TET-mediated demethylation occurs primarily at enhancer regions

Credit: Patrick Morgan/NPG

DNA methylation at the cytosine C-5 position (5mC) is an epigenetic mark of promoter gene silencing that regulates important biological processes. The establishment and maintenance of 5mC depends on several DNA methyltransferases, whereas the ten-eleven-tanslocation (TET) family of protein dioxygenases initiates active DNA demethylation. TET proteins oxidise 5mC to 5-hydroxymethylcytosine (5hmC), which is further oxidized to 5-formylcytosine (5fC) and 5-carboxylcytosine (5caC) — 5hmC, 5fC and 5caC are intermediates of DNA demethylation. Although the function of DNA methylation in promoter silencing is well-established, its role in the regulation of enhancer activity is less clear. Moreover, the exact distribution of TET-mediated demethylation across the genome and its physiological function remain to be clarified. By mapping DNA methylation at base-pair resolution, two studies now report that TET-mediated demethylation occurs primarily at enhancer regions, and that it functions to modulate enhancer activity and the gene expression programmes that are important for establishing cell identity and for differentiation.

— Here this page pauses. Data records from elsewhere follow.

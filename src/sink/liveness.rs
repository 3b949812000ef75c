//! Self-expiring liveness markers in a key-value store.
//!
//! Each record sets `hostname:pid:cgroup` with an empty value and a TTL a
//! little longer than the poll interval. A key that is not refreshed by the
//! next cycle expires on its own; nothing is ever deleted explicitly.

use dashmap::DashMap;
use redis::{ConnectionAddr, ConnectionInfo, RedisConnectionInfo};
use std::sync::Arc;
use std::time::{Duration, Instant};
use tracing::debug;

use crate::error::{SetupError, SinkError};
use crate::process::ProcessRecord;
use crate::sink::Sink;

pub const DEFAULT_TTL_MARGIN: Duration = Duration::from_secs(5);
pub const DEFAULT_REDIS_PORT: u16 = 6379;

/// Key-value backend that supports per-key expiration.
pub trait ExpiringStore: Send {
    fn set_with_ttl(&mut self, key: &str, value: &str, ttl: Duration) -> Result<(), SinkError>;

    fn close(&mut self) -> Result<(), SinkError> {
        Ok(())
    }
}

/// Builds the liveness key for a record.
pub fn liveness_key(hostname: &str, record: &ProcessRecord) -> String {
    format!("{}:{}:{}", hostname, record.pid, record.cgroup)
}

/// TTL for liveness keys: one poll interval plus a fixed margin.
pub fn liveness_ttl(poll_interval: Duration, margin: Duration) -> Duration {
    poll_interval + margin
}

/// Redis TTLs are whole seconds; round up and never go below one.
fn ttl_seconds(ttl: Duration) -> u64 {
    let secs = ttl.as_secs() + u64::from(ttl.subsec_nanos() > 0);
    secs.max(1)
}

// -----------------------------------------------------------------------------
// Redis
// -----------------------------------------------------------------------------

pub struct RedisStore {
    conn: Option<redis::Connection>,
}

impl RedisStore {
    /// Builds connection settings from `host:port`, an optional password and
    /// a database index. The password is passed through verbatim, so it may
    /// contain URL-reserved characters.
    pub fn connection_info(
        addr: &str,
        password: Option<&str>,
        db: i64,
    ) -> Result<ConnectionInfo, SetupError> {
        let (host, port) = split_host_port(addr)?;
        Ok(ConnectionInfo {
            addr: ConnectionAddr::Tcp(host, port),
            redis: RedisConnectionInfo {
                db,
                password: password.filter(|p| !p.is_empty()).map(str::to_string),
                ..Default::default()
            },
        })
    }

    pub fn connect(info: ConnectionInfo) -> Result<Self, SetupError> {
        let client = redis::Client::open(info).map_err(SetupError::Store)?;
        let conn = client.get_connection().map_err(SetupError::Store)?;
        Ok(Self { conn: Some(conn) })
    }
}

/// Splits `host:port`, `[v6]:port` or a bare host (default port).
fn split_host_port(addr: &str) -> Result<(String, u16), SetupError> {
    let invalid = || SetupError::Config(format!("invalid Redis address '{}'", addr));

    let (host, port) = if let Some(rest) = addr.strip_prefix('[') {
        let (host, tail) = rest.split_once(']').ok_or_else(invalid)?;
        match tail {
            "" => (host, None),
            t => (host, Some(t.strip_prefix(':').ok_or_else(invalid)?)),
        }
    } else {
        match addr.rsplit_once(':') {
            Some((_, _)) if addr.matches(':').count() > 1 => (addr, None),
            Some((host, port)) => (host, Some(port)),
            None => (addr, None),
        }
    };

    if host.is_empty() {
        return Err(invalid());
    }
    let port = match port {
        Some(p) => p.parse::<u16>().map_err(|_| invalid())?,
        None => DEFAULT_REDIS_PORT,
    };
    Ok((host.to_string(), port))
}

impl ExpiringStore for RedisStore {
    fn set_with_ttl(&mut self, key: &str, value: &str, ttl: Duration) -> Result<(), SinkError> {
        let conn = self.conn.as_mut().ok_or(SinkError::Closed)?;
        redis::cmd("SET")
            .arg(key)
            .arg(value)
            .arg("EX")
            .arg(ttl_seconds(ttl))
            .query::<()>(conn)?;
        Ok(())
    }

    fn close(&mut self) -> Result<(), SinkError> {
        if self.conn.take().is_some() {
            debug!("Redis connection released");
        }
        Ok(())
    }
}

// -----------------------------------------------------------------------------
// In-process store
// -----------------------------------------------------------------------------

/// In-process expiring store. Clones share the same entries, so a handle
/// kept outside the sink observes what the sink writes.
#[derive(Clone, Default)]
pub struct MemoryStore {
    entries: Arc<DashMap<String, (String, Instant)>>,
}

impl MemoryStore {
    pub fn new() -> Self {
        Self::default()
    }

    /// True if the key was set and has not yet expired.
    pub fn contains(&self, key: &str) -> bool {
        self.get(key).is_some()
    }

    pub fn get(&self, key: &str) -> Option<String> {
        let entry = self.entries.get(key)?;
        let (value, expires_at) = entry.value();
        if *expires_at > Instant::now() {
            Some(value.clone())
        } else {
            None
        }
    }

    /// Number of live keys.
    pub fn len(&self) -> usize {
        let now = Instant::now();
        self.entries.iter().filter(|e| e.value().1 > now).count()
    }

    pub fn is_empty(&self) -> bool {
        self.len() == 0
    }

    /// Drops expired entries and returns how many were removed.
    pub fn purge_expired(&self) -> usize {
        let now = Instant::now();
        let mut removed = 0;
        self.entries.retain(|_, (_, expires_at)| {
            let live = *expires_at > now;
            if !live {
                removed += 1;
            }
            live
        });
        removed
    }
}

impl ExpiringStore for MemoryStore {
    /// Expired entries are purged on every write, so the map stays bounded
    /// by the keys written within one TTL.
    fn set_with_ttl(&mut self, key: &str, value: &str, ttl: Duration) -> Result<(), SinkError> {
        self.purge_expired();
        self.entries
            .insert(key.to_string(), (value.to_string(), Instant::now() + ttl));
        Ok(())
    }
}

// -----------------------------------------------------------------------------
// Sink
// -----------------------------------------------------------------------------

/// Liveness sink over any [`ExpiringStore`].
pub struct KeyValueLivenessSink<S: ExpiringStore> {
    store: S,
    ttl: Duration,
    closed: bool,
}

impl<S: ExpiringStore> KeyValueLivenessSink<S> {
    pub fn new(store: S, ttl: Duration) -> Self {
        Self {
            store,
            ttl,
            closed: false,
        }
    }

    pub fn ttl(&self) -> Duration {
        self.ttl
    }
}

impl<S: ExpiringStore> Sink for KeyValueLivenessSink<S> {
    fn write(&mut self, hostname: &str, record: &ProcessRecord) -> Result<(), SinkError> {
        if self.closed {
            return Err(SinkError::Closed);
        }
        self.store
            .set_with_ttl(&liveness_key(hostname, record), "", self.ttl)
    }

    fn close(&mut self) -> Result<(), SinkError> {
        if self.closed {
            return Ok(());
        }
        self.closed = true;
        self.store.close()
    }
}

#[cfg(test)]
mod tests {
    use super::*;
    use crate::process::SequenceId;

    #[test]
    fn test_liveness_key_format() {
        let r = ProcessRecord::new(SequenceId(1), 4242, "/system.slice/nginx.service".into());
        assert_eq!(
            liveness_key("web-1", &r),
            "web-1:4242:/system.slice/nginx.service"
        );
    }

    #[test]
    fn test_liveness_ttl_adds_margin() {
        assert_eq!(
            liveness_ttl(Duration::from_secs(60), DEFAULT_TTL_MARGIN),
            Duration::from_secs(65)
        );
    }

    #[test]
    fn test_ttl_seconds_rounds_up() {
        assert_eq!(ttl_seconds(Duration::from_secs(65)), 65);
        assert_eq!(ttl_seconds(Duration::from_millis(65_001)), 66);
        assert_eq!(ttl_seconds(Duration::from_millis(10)), 1);
        assert_eq!(ttl_seconds(Duration::ZERO), 1);
    }

    #[test]
    fn test_redis_connection_info() {
        let info = RedisStore::connection_info("localhost:6379", None, 0).unwrap();
        assert_eq!(info.addr, ConnectionAddr::Tcp("localhost".into(), 6379));
        assert_eq!(info.redis.db, 0);
        assert_eq!(info.redis.password, None);

        let info = RedisStore::connection_info("localhost:6379", Some(""), 2).unwrap();
        assert_eq!(info.redis.password, None);
        assert_eq!(info.redis.db, 2);
    }

    #[test]
    fn test_redis_password_with_reserved_characters() {
        let info = RedisStore::connection_info("10.0.0.5:6380", Some("p@ss/w#rd:x"), 1).unwrap();
        assert_eq!(info.addr, ConnectionAddr::Tcp("10.0.0.5".into(), 6380));
        assert_eq!(info.redis.password.as_deref(), Some("p@ss/w#rd:x"));
        assert_eq!(info.redis.db, 1);
    }

    #[test]
    fn test_redis_address_forms() {
        assert_eq!(
            split_host_port("cache").unwrap(),
            ("cache".to_string(), DEFAULT_REDIS_PORT)
        );
        assert_eq!(split_host_port("[::1]:6390").unwrap(), ("::1".to_string(), 6390));
        assert_eq!(split_host_port("[::1]").unwrap(), ("::1".to_string(), DEFAULT_REDIS_PORT));
        assert!(split_host_port("cache:notaport").is_err());
        assert!(split_host_port(":6379").is_err());
        assert!(split_host_port("[::1]6379").is_err());
    }

    #[test]
    fn test_memory_store_purge() {
        let mut store = MemoryStore::new();
        store.set_with_ttl("kept", "", Duration::from_secs(60)).unwrap();
        store
            .entries
            .insert("gone".to_string(), (String::new(), Instant::now()));
        assert_eq!(store.purge_expired(), 1);
        assert!(store.contains("kept"));
        assert_eq!(store.len(), 1);
    }

    #[test]
    fn test_memory_store_writes_drop_expired_entries() {
        let mut store = MemoryStore::new();
        store.set_with_ttl("old:1", "", Duration::ZERO).unwrap();
        store.set_with_ttl("old:2", "", Duration::ZERO).unwrap();
        store.set_with_ttl("new", "", Duration::from_secs(60)).unwrap();
        assert_eq!(store.entries.len(), 1);
        assert!(store.contains("new"));
    }

    #[test]
    fn test_purge_counts_with_concurrent_writer() {
        let store = MemoryStore::new();
        let mut writer = store.clone();
        let handle = std::thread::spawn(move || {
            for i in 0..500 {
                writer
                    .set_with_ttl(&format!("k{}", i), "", Duration::from_secs(60))
                    .unwrap();
            }
        });
        for _ in 0..50 {
            assert_eq!(store.purge_expired(), 0);
        }
        handle.join().unwrap();
        assert_eq!(store.len(), 500);
    }

    #[test]
    fn test_closed_sink_rejects_writes() {
        let mut sink = KeyValueLivenessSink::new(MemoryStore::new(), Duration::from_secs(5));
        sink.close().unwrap();
        sink.close().unwrap();
        let r = ProcessRecord::new(SequenceId(1), 1, "/".into());
        assert!(matches!(sink.write("h", &r), Err(SinkError::Closed)));
    }
}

Lu et al. generated mouse embryonic stem (ES) cells deficient for all three TET family members — TET1, TET2 and TET3 — using the CRISPR-Cas9 technology. No self-renewal defects were seen in these triple knockout (TKO) ES cells, which were used for base-resolution DNA methylome and transcriptome analyses. Whole-genome bisulphite sequencing revealed that in TKO ES cells, hypermethylation (resulting from a deficiency in TET-mediated demethylation) occurred in clusters at specific genomic loci with regulatory functions, such as promoters, enhancers and gene bodies, but that the most affected by TET-dependent demethylation were enhancer regions. Hon et al. found that TET2 is the major hydroxymethylase in mouse ES cells, as cells in which Tet2 was deleted lost over 90% of their 5hmC, and report that Tet2 deletion results in global depletion of 5hmC at promoters, gene bodies, enhancers and sequences bound by the insulator binding protein CCCTC-binding factor (CTCF), as well as in an increase in 5mC at enhancers and other distal-regulatory elements. Thus, both studies report that TET proteins are directly involved in the demethylation of regulatory elements, and in particular of enhancers.

Next, the authors of both studies went on to analyse whether the observed enhancer hypermethylation is connected to enhancer activity. In both Tet2-deleted cells and TET TKO cells, active or poised enhancers were extensively hypermethylated. Importantly, the expression levels of their associated genes were substantially reduced following loss of TET activity, indicating that, at least for a subset of enhancers, hypermethylation reduces their activity.

As enhancers are involved in the early steps of cell fate commitment during ES cell differentiation, Hon et al. analysed whether the altered epigenetic status seen in the absence of TET affects gene expression during differentiation. They observed that during their differentiation to neural progenitor cells (NPCs), Tet2-deleted mouse ES cells exhibited delayed induction of neuronal-specific genes during early differentiation. Moreover, the hypermethylated enhancers and the delayed genes were located in the same genomic topological domains, suggesting that TET proteins mediate enhancer and gene activity during differentiation.

In addition, Lu et al. found that TET TKO led to an increased number of cells in the two-cell embryo-like state, which is a transient state required for ES cell long-term maintenance. They further showed that TKO cells have longer telomeres owing to increased sister chromosome telomere exchange.

Together, these studies underscore the importance of TET in regulating enhancer methylation and activity. Further studies are required to elucidate the mechanisms that determine which specific enhancers are targeted and whether similar mechanisms regulate gene expression in somatic cells.